Author: Nora Hiller
The global community has five years remaining to achieve the 2030 Agenda for Sustainable Development, a pivotal moment to assess the world’s progress on the Sustainable Development Goals (SDGs). This briefing, commissioned by the ENVI committee of the European Parliament, provides an overview of the challenges and opportunities for a joint approach towards the SDGs, in a time of multiple global crises.
The countries of the United Nations will come together at the UN High Level Political Forum on Sustainable Development (HLPF) from 14-23 July 2025 in New York to review the developments. The forum is the main UN platform on sustainable development and this year focuses on the theme of ‘Advancing sustainable, inclusive, science- and evidence-based solutions for the 2030 Agenda’ – emphasising the need to anchor policies in science and evidence to address today’s complex challenges. The HLPF 2025 is also seen as an opportunity to build on the promises of the 2023 SDG summit and the 2024 Summit of the Future, with the inter-governmentally negotiated Pact for the Future.
Commissioned by the ENVI committee of the European Parliament in preparation for the HLPF, this briefing summarises the EU’s challenges and opportunities at this critical stage of the international community. It aims to inform about the thematic discussions of the forum, monitoring reports, the importance of financing for the SDGs and an overview of the EU’s progress towards the SDGs that will be under in-depth review. At every forum, several SDGs are being assessed in detail, which this year are SDG 3 (Good health and well-being), SDG 5 (Gender equality), SDG 8 (Decent work and economic growth), SDG 14 (Life below water) and SDG 17 (Partnerships).
The EU’s SDG progress in the last years (2019-2024)

Source: Adapted from Eurostat Monitoring Report 2025
The briefing draws from the research from the latest SDG monitoring reports, including the Europe Sustainable Development Report 2025 and the Eurostat Monitoring Report 2025. Similar to previous years, the EU made progress on SDGs related to socio-economic issues, but insufficient steps were put in place to advance on environmental challenges – particularly in the areas of sustainable food and land systems, responsible consumption and supply chains via external negative spillovers. Globally, merely 17% of SDG targets are on track for 2030, while the rest show limited or reversed progress. Together with multiple geopolitical crises, international development finance cuts of 2024/2025 negatively impact the progress of the SDGs. The world faces an SDG financing gap of over US$4 trillion annually in 2023, potentially widening to US$6.4 trillion by 2030.

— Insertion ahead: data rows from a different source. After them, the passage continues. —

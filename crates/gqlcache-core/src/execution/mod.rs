//! # Execution Engine
//!
//! One tree walk evaluates a selection set against a data source. The walk
//! is parameterized by two roles:
//!
//! - An [`ExecutionSource`] supplies raw field values: a live JSON response
//!   ([`NetworkResponseSource`]) or stored records read through a
//!   transaction ([`CacheDataSource`]).
//! - A [`ResultAccumulator`] receives the walk's events bottom-up and builds
//!   one derived result. Tuples of accumulators run in the same pass.
//!
//! ## Event Order
//!
//! For every field: the source resolves the raw value, the value is
//! completed (scalar, custom scalar, null, missing, list of completed
//! elements, or child object), then the completed value becomes a field
//! entry. Once every field of an object is done, the entries become the
//! object result. The root object result is handed to `finish`.
//!
//! ## Errors
//!
//! Any error is annotated with the response path of the field (or list
//! element) where it happened, and aborts the walk. There is no partial
//! success.

pub mod accumulator;
pub mod deferred;
pub mod dependency;
pub mod freshness;
pub mod mapper;
pub mod normalizer;
pub mod selection;
pub mod source;

pub use accumulator::ResultAccumulator;
pub use deferred::{PossiblyDeferred, lazily_evaluate_all};
pub use dependency::DependencyTracker;
pub use freshness::{FirstReceivedAtTracker, ResultMetadata};
pub use mapper::{HandleMissingValues, SelectionSetMapper};
pub use normalizer::ResultNormalizer;
pub use selection::{
    Field, FieldGroup, InputValue, OutputType, ScalarType, Selection, SelectionSet,
    collect_fields,
};
pub use source::{
    CacheDataSource, CacheKeyFn, ExecutionSource, JsonObject, NetworkResponseSource, RawValue,
    identity_key_fn,
};

use crate::operation::Variables;
use crate::types::{CacheError, CacheKey, CachePath, KeyPath, ResponsePath, Timestamp};

// =============================================================================
// EXECUTION INFO
// =============================================================================

/// Where the walk is while processing one field (or one list element of it).
#[derive(Debug, Clone)]
pub struct FieldExecutionInfo<'s> {
    /// The field standing for its response-key group.
    pub field: &'s Field,
    pub response_key: String,
    /// Key of the field within its record, arguments included.
    pub cache_key_for_field: CacheKey,
    pub response_path: ResponsePath,
    pub cache_path: CachePath,
}

impl FieldExecutionInfo<'_> {
    /// Info for element `index` of this field's list value.
    #[must_use]
    pub fn for_element(&self, index: usize) -> Self {
        let segment = index.to_string();
        Self {
            field: self.field,
            response_key: self.response_key.clone(),
            cache_key_for_field: self.cache_key_for_field.clone(),
            response_path: self.response_path.appending(segment.clone()),
            cache_path: self.cache_path.appending(segment),
        }
    }
}

/// Where the walk is while processing one object.
#[derive(Debug, Clone)]
pub struct ObjectExecutionInfo {
    pub response_path: ResponsePath,
    /// Rooted at the object's own key when it has one, else at the nearest
    /// keyed ancestor.
    pub cache_path: CachePath,
    /// Identity key, when computed.
    pub cache_key: Option<CacheKey>,
}

impl ObjectExecutionInfo {
    /// Info for the root object stored under `root_key`.
    #[must_use]
    pub fn root(root_key: &str) -> Self {
        Self {
            response_path: KeyPath::root(),
            cache_path: KeyPath::from_key(root_key),
            cache_key: Some(root_key.to_string()),
        }
    }
}

// =============================================================================
// EXECUTOR
// =============================================================================

/// Walks selection sets against one execution source.
pub struct GraphQLExecutor<S> {
    source: S,
}

impl<S: ExecutionSource> GraphQLExecutor<S> {
    #[must_use]
    pub const fn new(source: S) -> Self {
        Self { source }
    }

    #[must_use]
    pub const fn source(&self) -> &S {
        &self.source
    }

    /// Execute `selection_set` on `object`, the root stored under `root_key`.
    pub fn execute<A: ResultAccumulator>(
        &self,
        selection_set: &SelectionSet,
        object: &S::RawObject,
        root_key: &str,
        variables: &Variables,
        mut accumulator: A,
    ) -> Result<A::FinalResult, CacheError> {
        let walk = Walk {
            source: &self.source,
            variables,
            compute_cache_keys: accumulator.requires_cache_key_computation(),
        };
        let info = ObjectExecutionInfo::root(root_key);
        let selections: Vec<&Selection> = selection_set.selections.iter().collect();

        let root = walk.execute_object(&mut accumulator, &selections, object, &info)?;
        accumulator.finish(root, &info)
    }
}

/// State shared by one execution.
struct Walk<'e, S> {
    source: &'e S,
    variables: &'e Variables,
    compute_cache_keys: bool,
}

impl<S: ExecutionSource> Walk<'_, S> {
    fn execute_object<'s, A: ResultAccumulator>(
        &self,
        accumulator: &mut A,
        selections: &[&'s Selection],
        object: &S::RawObject,
        info: &ObjectExecutionInfo,
    ) -> Result<A::ObjectResult, CacheError> {
        let typename = self.source.typename(object);
        let mut groups: Vec<FieldGroup<'s>> = Vec::new();
        collect_fields(
            selections.iter().copied(),
            typename.as_deref(),
            self.variables,
            &mut groups,
        );

        let mut entries = Vec::with_capacity(groups.len());
        for group in &groups {
            if let Some(entry) = self.execute_field(accumulator, group, object, info)? {
                entries.push(entry);
            }
        }
        accumulator.accept_field_entries(entries, info)
    }

    fn execute_field<'s, A: ResultAccumulator>(
        &self,
        accumulator: &mut A,
        group: &FieldGroup<'s>,
        object: &S::RawObject,
        object_info: &ObjectExecutionInfo,
    ) -> Result<Option<A::FieldEntry>, CacheError> {
        let field = group.field();
        let cache_key_for_field = field.cache_key(self.variables);
        let info = FieldExecutionInfo {
            field,
            response_key: group.response_key.clone(),
            response_path: object_info.response_path.appending(group.response_key.clone()),
            cache_path: object_info.cache_path.appending(cache_key_for_field.clone()),
            cache_key_for_field,
        };

        self.resolve_and_complete(accumulator, group, object, &info)
            .map_err(|error| error.at_path(&info.response_path))
    }

    fn resolve_and_complete<'s, A: ResultAccumulator>(
        &self,
        accumulator: &mut A,
        group: &FieldGroup<'s>,
        object: &S::RawObject,
        info: &FieldExecutionInfo<'s>,
    ) -> Result<Option<A::FieldEntry>, CacheError> {
        let (raw, received_at) = self.source.resolve_field(info, object).get()?;
        let completed =
            self.complete_value(accumulator, group, info, &info.field.output, raw, received_at)?;
        accumulator.accept_field_entry(completed, info)
    }

    fn complete_value<'s, A: ResultAccumulator>(
        &self,
        accumulator: &mut A,
        group: &FieldGroup<'s>,
        info: &FieldExecutionInfo<'s>,
        output: &OutputType,
        raw: RawValue<S::RawObject>,
        received_at: Timestamp,
    ) -> Result<A::PartialResult, CacheError> {
        match raw {
            RawValue::Missing => accumulator.accept_missing(received_at, info),
            RawValue::Null if output.is_nullable() => accumulator.accept_null(received_at, info),
            RawValue::Null => Err(CacheError::NullFieldValue),
            raw => match (output.nullable_inner(), raw) {
                (OutputType::List(element_type), RawValue::List(items)) => {
                    let mut completed = Vec::with_capacity(items.len());
                    for (index, item) in items.into_iter().enumerate() {
                        let element_info = info.for_element(index);
                        let value = self
                            .complete_value(
                                accumulator,
                                group,
                                &element_info,
                                element_type,
                                item,
                                received_at,
                            )
                            .map_err(|error| error.at_path(&element_info.response_path))?;
                        completed.push(value);
                    }
                    accumulator.accept_list(completed, info)
                }
                (OutputType::Object(_), RawValue::Object(child)) => {
                    let child_info = self.object_info(info, &child);
                    let selections = group.sub_selections();
                    let result =
                        self.execute_object(accumulator, &selections, &child, &child_info)?;
                    accumulator.accept_child_object(result, received_at, info)
                }
                (OutputType::Scalar(_), RawValue::Leaf(value)) => {
                    accumulator.accept_scalar(&value, received_at, info)
                }
                (OutputType::CustomScalar(_), RawValue::Leaf(value)) => {
                    accumulator.accept_custom_scalar(&value, received_at, info)
                }
                (expected, found) => Err(CacheError::TypeMismatch {
                    expected: expected.describe(),
                    found: found.kind().to_string(),
                }),
            },
        }
    }

    /// Execution info for a child object, computing its key once if any
    /// accumulator needs it.
    fn object_info(&self, field: &FieldExecutionInfo<'_>, object: &S::RawObject) -> ObjectExecutionInfo {
        let cache_key = if self.compute_cache_keys {
            self.source.compute_cache_key(object)
        } else {
            None
        };
        let cache_path = match &cache_key {
            Some(key) => KeyPath::from_key(key.clone()),
            None => field.cache_path.clone(),
        };
        ObjectExecutionInfo {
            response_path: field.response_path.clone(),
            cache_path,
            cache_key,
        }
    }
}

At the HLPF 2025, the EU will discuss pathways to progress on SDG implementation and financing. Sustained action is required to, among others, ensure global access to vital medicine and vaccines (SDG 3), to enforce protection against domestic violence and attacks on reproductive rights (SDG 5), to ensure decent work through stronger labour protections and supply chain due diligence (SDG 8), and to halt pollution and destruction of marine ecosystems (SDG 14). To meet the goals of the 2030 Agenda and the Paris Agreement, EU Member States and EU institutions should collaborate more with civil society (SDG 17) to ensure the effective implementation for a sustainable future.